Prototype & Validate
8 sub-stepsBefore committing $2-3M to a full-scale 40,000 km cable and a Starship launch, validate every critical assumption at small scale. Build short cable segments, test splicing under load, prove coatings survive atomic oxygen, and deploy a spool from altitude. This step is the engineering equivalent of staging before production — nothing goes to orbit until it works on the ground.
Manufacture the Rotor Cable
6 sub-stepsProduce a continuous loop of Zylon (PBO fiber) cable, roughly 40,000 km in circumference — enough to circle the Earth at 100 km altitude. The cable is wound onto a deployment spool sized for a single launch vehicle payload fairing. Zylon is an existing industrial material manufactured by Toyobo (Japan), used in body armor, motorsport tethers, and aerospace applications.
Launch to 100 km
A single launch vehicle (e.g. Starship) delivers the spooled cable to a 100 km altitude circular orbit. The payload is the cable spool plus a deployment mechanism. At current projected pricing, this is the single largest cost in the entire bootstrap sequence.
Deploy and Spin Up the Rotor
The cable is unspooled from the deployment mechanism into a continuous loop encircling the Earth. Ground-based electromagnetic stations then accelerate the cable from orbital velocity (7,844 m/s) to 102% overspeed (7,999 m/s). The 2% excess velocity generates net outward centrifugal force — this is what will hold the stator platforms up.
Levitate the First Platform
A 15 kg stator platform is magnetically levitated onto the spinning rotor.

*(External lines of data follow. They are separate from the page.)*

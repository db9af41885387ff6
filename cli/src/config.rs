// Configuration management for the swpush CLI
//
// The client config is stored as the same camelCase JSON the page receives:
// - macOS: ~/Library/Application Support/swpush/config.json
// - Linux: ~/.config/swpush/config.json
// - Windows: %APPDATA%\swpush\config.json

use anyhow::{Context, Result};
use std::path::{Path, PathBuf};
use swpush_core::ClientConfig;

pub struct ConfigStore {
    path: PathBuf,
}

impl ConfigStore {
    /// The per-user config file, creating its directory if needed.
    pub fn default_location() -> Result<Self> {
        let config_dir = dirs::config_dir()
            .context("Failed to determine config directory")?
            .join("swpush");

        std::fs::create_dir_all(&config_dir).context("Failed to create config directory")?;

        Ok(Self::at(config_dir.join("config.json")))
    }

    pub fn at(path: impl Into<PathBuf>) -> Self {
        Self { path: path.into() }
    }

    pub fn path(&self) -> &Path {
        &self.path
    }

    pub fn exists(&self) -> bool {
        self.path.exists()
    }

    /// Load the config, or the defaults when no file exists yet.
    pub fn load(&self) -> Result<ClientConfig> {
        if !self.exists() {
            return Ok(ClientConfig::default());
        }
        let contents = std::fs::read_to_string(&self.path)
            .with_context(|| format!("Failed to read config file {}", self.path.display()))?;
        ClientConfig::from_json(&contents).context("Failed to parse config file")
    }

    pub fn save(&self, config: &ClientConfig) -> Result<()> {
        let contents = config
            .to_json_pretty()
            .context("Failed to serialize config")?;
        std::fs::write(&self.path, contents)
            .with_context(|| format!("Failed to write config file {}", self.path.display()))?;
        Ok(())
    }

    /// Write a fresh default config. Refuses to replace an existing file
    /// unless `force` is set.
    pub fn init(&self, vapid_key: Option<String>, force: bool) -> Result<ClientConfig> {
        if self.exists() && !force {
            anyhow::bail!(
                "Config already exists at {} (use --force to overwrite)",
                self.path.display()
            );
        }
        let config = match vapid_key {
            Some(key) => {
                let config = ClientConfig::with_vapid_key(key);
                config
                    .application_server_key()
                    .context("Invalid VAPID public key")?;
                config
            }
            None => ClientConfig::default(),
        };
        self.save(&config)?;
        Ok(config)
    }

    /// Set one key and persist.
    pub fn set(&self, key: &str, value: &str) -> Result<ClientConfig> {
        let mut config = self.load()?;
        config
            .set(key, value)
            .with_context(|| format!("Failed to set {}", key))?;
        self.save(&config)?;
        Ok(config)
    }
}

/// Every key with its current value, in display order.
pub fn list(config: &ClientConfig) -> Vec<(&'static str, String)> {
    ClientConfig::keys()
        .iter()
        .map(|key| {
            let value = config.get(key).unwrap_or_default();
            let shown = if value.is_empty() {
                "(unset)".to_string()
            } else {
                value
            };
            (*key, shown)
        })
        .collect()
}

The platform uses a Halbach array for passive maglev coupling — the rotor's excess centrifugal force supports the platform's weight against gravity. The platform is the anchor point for everything that follows: tethers, payloads, power, and comms.
Lower the First Tether
From the levitated platform, three redundant 0.5mm Zylon threads are lowered 80 km to a stratospheric balloon station at 20 km. This is Stage 2 of the three-stage transport system. Above 20 km, there's negligible wind — the tether hangs nearly vertically. Power flows up via a high-voltage DC conductor woven into the tether. Comms flow via a fiber-optic strand.
Deploy the Balloon Station and Lower Tether
A cluster of stratospheric balloons is deployed to 20 km, forming the relay station between the surface tether (Stage 1) and the ring tether (Stage 2). A Dyneema (UHMWPE) rope is suspended from the balloon station down to a ground station at an equatorial site. This lower tether must survive the jet stream at 10-12 km — the highest-risk segment.

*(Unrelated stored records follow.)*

// WASM event listener lifecycle
//
// Browser callbacks are Rust closures handed to `addEventListener`. Each one is
// kept alive in a `ManagedListener` and removed again when it is dropped, so
// nothing leaks through `Closure::forget`.

use parking_lot::RwLock;
use wasm_bindgen::closure::Closure;
use wasm_bindgen::JsCast;
use web_sys::{Event, EventTarget};

/// One registered event listener.
pub struct ManagedListener {
    target: EventTarget,
    event: &'static str,
    callback: Closure<dyn FnMut(Event)>,
}

impl ManagedListener {
    /// Attach `callback` to `event` on `target`.
    pub fn attach<F>(target: &EventTarget, event: &'static str, callback: F) -> Result<Self, String>
    where
        F: FnMut(Event) + 'static,
    {
        let callback = Closure::wrap(Box::new(callback) as Box<dyn FnMut(Event)>);
        target
            .add_event_listener_with_callback(event, callback.as_ref().unchecked_ref())
            .map_err(|e| format!("Failed to add {} listener: {:?}", event, e))?;

        Ok(Self {
            target: target.clone(),
            event,
            callback,
        })
    }

    pub fn event(&self) -> &'static str {
        self.event
    }
}

impl Drop for ManagedListener {
    fn drop(&mut self) {
        let _ = self
            .target
            .remove_event_listener_with_callback(self.event, self.callback.as_ref().unchecked_ref());
    }
}

/// Listeners that live as long as their owner.
#[derive(Default)]
pub struct ListenerSet {
    listeners: RwLock<Vec<ManagedListener>>,
}

impl ListenerSet {
    pub fn new() -> Self {
        Self::default()
    }

    /// Attach and keep a listener.
    pub fn attach<F>(&self, target: &EventTarget, event: &'static str, callback: F) -> Result<(), String>
    where
        F: FnMut(Event) + 'static,
    {
        let listener = ManagedListener::attach(target, event, callback)?;
        tracing::debug!("listening for {}", listener.event());
        self.listeners.write().push(listener);
        Ok(())
    }

    /// Detach every listener.
    pub fn clear(&self) {
        self.listeners.write().clear();
    }

    pub fn len(&self) -> usize {
        self.listeners.read().len()
    }

    pub fn is_empty(&self) -> bool {
        self.listeners.read().is_empty()
    }
}

#[cfg(test)]
mod tests {
    use super::*;
    use std::cell::Cell;
    use std::rc::Rc;
    use wasm_bindgen_test::*;

    wasm_bindgen_test_configure!(run_in_browser);

    fn fire(target: &EventTarget, name: &str) {
        let event = Event::new(name).unwrap();
        target.dispatch_event(&event).unwrap();
    }

    #[wasm_bindgen_test]
    fn test_len_tracks_attached_listeners() {
        let target = EventTarget::new().unwrap();
        let set = ListenerSet::new();
        assert!(set.is_empty());

        set.attach(&target, "ping", |_| {}).unwrap();
        set.attach(&target, "pong", |_| {}).unwrap();
        assert_eq!(set.len(), 2);

        set.clear();
        assert!(set.is_empty());
    }

    #[wasm_bindgen_test]
    fn test_dropped_listener_stops_firing() {
        let target = EventTarget::new().unwrap();
        let hits = Rc::new(Cell::new(0));

        let counter = Rc::clone(&hits);
        let listener = ManagedListener::attach(&target, "ping", move |_| {
            counter.set(counter.get() + 1);
        })
        .unwrap();
        fire(&target, "ping");
        assert_eq!(hits.get(), 1);

        drop(listener);
        fire(&target, "ping");
        assert_eq!(hits.get(), 1);
    }
}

First Payload: Self-Reinforcement Begins
The first payload climbs the full three-stage tether system: ground to balloon station (Stage 1), balloon to ring platform (Stage 2), received at the ring (Stage 3). The payload is more Zylon cable. Every kilogram of cable added to the rotor increases the ring's load-bearing capacity, enabling heavier future payloads. The self-reinforcing loop has begun.
Multiply Platforms
As ring mass grows, additional stator platforms are levitated at intervals around the circumference. Each new platform gets its own tether pair (upper and lower), its own balloon station, and its own ground connection. Throughput scales linearly with station count.
Exponential Growth
Each doubling of ring mass accelerates the next doubling. More mass means more platforms, more throughput, faster reinforcement. The ring enters an exponential growth phase. First doubling (~120 days), second (~60 days), third (~30 days).

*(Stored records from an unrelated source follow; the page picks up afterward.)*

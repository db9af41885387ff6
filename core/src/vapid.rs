//! VAPID application server key decoding
//!
//! The server publishes its public key as URL-safe base64 without padding.
//! `PushManager.subscribe` wants the raw bytes.

use base64::alphabet;
use base64::engine::general_purpose::{GeneralPurpose, GeneralPurposeConfig, URL_SAFE_NO_PAD};
use base64::engine::DecodePaddingMode;
use base64::Engine as _;
use serde::{Deserialize, Serialize};
use thiserror::Error;

/// Length of an uncompressed P-256 public key (0x04 || X || Y).
pub const UNCOMPRESSED_P256_LEN: usize = 65;

/// Standard alphabet, canonical padding, tolerant of non-zero trailing bits
/// the way `atob` is.
const LENIENT_STANDARD: GeneralPurpose = GeneralPurpose::new(
    &alphabet::STANDARD,
    GeneralPurposeConfig::new()
        .with_decode_allow_trailing_bits(true)
        .with_decode_padding_mode(DecodePaddingMode::RequireCanonical),
);

#[derive(Debug, Error, Clone, PartialEq, Eq)]
pub enum KeyDecodeError {
    #[error("VAPID key is not valid base64: {0}")]
    InvalidBase64(#[from] base64::DecodeError),

    #[error("VAPID key is empty")]
    Empty,
}

/// Decode a URL-safe base64 key (padding optional) into raw bytes.
pub fn decode_vapid_key(input: &str) -> Result<Vec<u8>, KeyDecodeError> {
    let padding = (4 - input.len() % 4) % 4;

    let mut standard = String::with_capacity(input.len() + padding);
    standard.extend(input.chars().map(|c| match c {
        '-' => '+',
        '_' => '/',
        other => other,
    }));
    standard.extend(std::iter::repeat('=').take(padding));

    Ok(LENIENT_STANDARD.decode(standard.as_bytes())?)
}

/// Decoded application server key, as handed to the push manager.
#[derive(Debug, Clone, PartialEq, Eq, Serialize, Deserialize)]
pub struct ApplicationServerKey(Vec<u8>);

impl ApplicationServerKey {
    /// Decode a key as published by the push backend.
    pub fn from_url_safe(input: &str) -> Result<Self, KeyDecodeError> {
        let bytes = decode_vapid_key(input.trim())?;
        if bytes.is_empty() {
            return Err(KeyDecodeError::Empty);
        }
        Ok(Self(bytes))
    }

    pub fn as_bytes(&self) -> &[u8] {
        &self.0
    }

    pub fn len(&self) -> usize {
        self.0.len()
    }

    pub fn is_empty(&self) -> bool {
        self.0.is_empty()
    }

    /// Push services only accept uncompressed P-256 points.
    pub fn is_uncompressed_p256(&self) -> bool {
        self.0.len() == UNCOMPRESSED_P256_LEN && self.0[0] == 0x04
    }

    /// Re-encode in the unpadded URL-safe form.
    pub fn to_url_safe(&self) -> String {
        URL_SAFE_NO_PAD.encode(&self.0)
    }
}

impl From<Vec<u8>> for ApplicationServerKey {
    fn from(bytes: Vec<u8>) -> Self {
        Self(bytes)
    }
}

impl AsRef<[u8]> for ApplicationServerKey {
    fn as_ref(&self) -> &[u8] {
        &self.0
    }
}

#[cfg(test)]
mod tests {
    use super::*;
    use base64::engine::general_purpose::STANDARD;
    use proptest::prelude::*;

    // A real VAPID public key (uncompressed P-256).
    const SAMPLE_KEY: &str =
        "BEl62iUYgUivxIkv69yViEuiBIa-Ib9-SkvMeAtA3LFgDzkrxZJjSgSnfckjBJuBkr3qBUYIHBQFLXYp5Nksh8U";

    #[test]
    fn test_decode_sample_key() {
        let bytes = decode_vapid_key(SAMPLE_KEY).unwrap();
        assert_eq!(bytes.len(), UNCOMPRESSED_P256_LEN);
        assert_eq!(bytes[0], 0x04);
    }

    #[test]
    fn test_url_safe_characters_are_remapped() {
        // 0xfb 0xff encodes to "+/8" in standard and "-_8" in URL-safe.
        assert_eq!(decode_vapid_key("-_8").unwrap(), vec![0xfb, 0xff]);
        assert_eq!(decode_vapid_key("-_8=").unwrap(), vec![0xfb, 0xff]);
    }

    #[test]
    fn test_already_padded_input() {
        assert_eq!(decode_vapid_key("aGk=").unwrap(), b"hi".to_vec());
        assert_eq!(decode_vapid_key("aGk").unwrap(), b"hi".to_vec());
    }

    #[test]
    fn test_empty_input_decodes_to_nothing() {
        assert_eq!(decode_vapid_key("").unwrap(), Vec::<u8>::new());
        assert_eq!(
            ApplicationServerKey::from_url_safe(""),
            Err(KeyDecodeError::Empty)
        );
    }

    #[test]
    fn test_invalid_input_is_rejected() {
        assert!(decode_vapid_key("a").is_err());
        assert!(decode_vapid_key("ab$d").is_err());
        assert!(matches!(
            ApplicationServerKey::from_url_safe("not base64!"),
            Err(KeyDecodeError::InvalidBase64(_))
        ));
    }

    #[test]
    fn test_trailing_bits_are_tolerated() {
        // "aGl" has non-zero trailing bits; atob accepts it.
        assert_eq!(decode_vapid_key("aGl").unwrap(), b"hi".to_vec());
    }

    #[test]
    fn test_application_server_key_roundtrip() {
        let key = ApplicationServerKey::from_url_safe(SAMPLE_KEY).unwrap();
        assert!(key.is_uncompressed_p256());
        assert_eq!(key.to_url_safe(), SAMPLE_KEY);
    }

    #[test]
    fn test_short_key_is_not_p256() {
        let key = ApplicationServerKey::from_url_safe("aGk").unwrap();
        assert_eq!(key.len(), 2);
        assert!(!key.is_uncompressed_p256());
    }

    proptest! {
        #[test]
        fn prop_decoded_length_matches_standard(bytes in proptest::collection::vec(any::<u8>(), 0..128)) {
            let url_safe = URL_SAFE_NO_PAD.encode(&bytes);
            let standard = STANDARD.encode(&bytes);

            let decoded = decode_vapid_key(&url_safe).unwrap();
            prop_assert_eq!(decoded.len(), STANDARD.decode(standard).unwrap().len());
            prop_assert_eq!(decoded, bytes);
        }
    }
}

Upgrade to Resilient Topology
The single cable evolves into a six-cable ladder topology with cross-links every 500-1000m. This is the transition from 'minimum viable' to 'operational infrastructure.' The ladder topology survives 1-2 cable severings with load redistribution and enables self-repair via tether payload delivery.
The ring is operational
A resilient orbital ring with 34+ tether stations, delivering 1,200+ tonnes per year to orbit at ~$1.40/kg. From here, the roadmap extends to lunar material integration, solar power satellite manufacturing, and eventually a Dyson swarm. But the hard part is done — getting to orbit is no longer the bottleneck.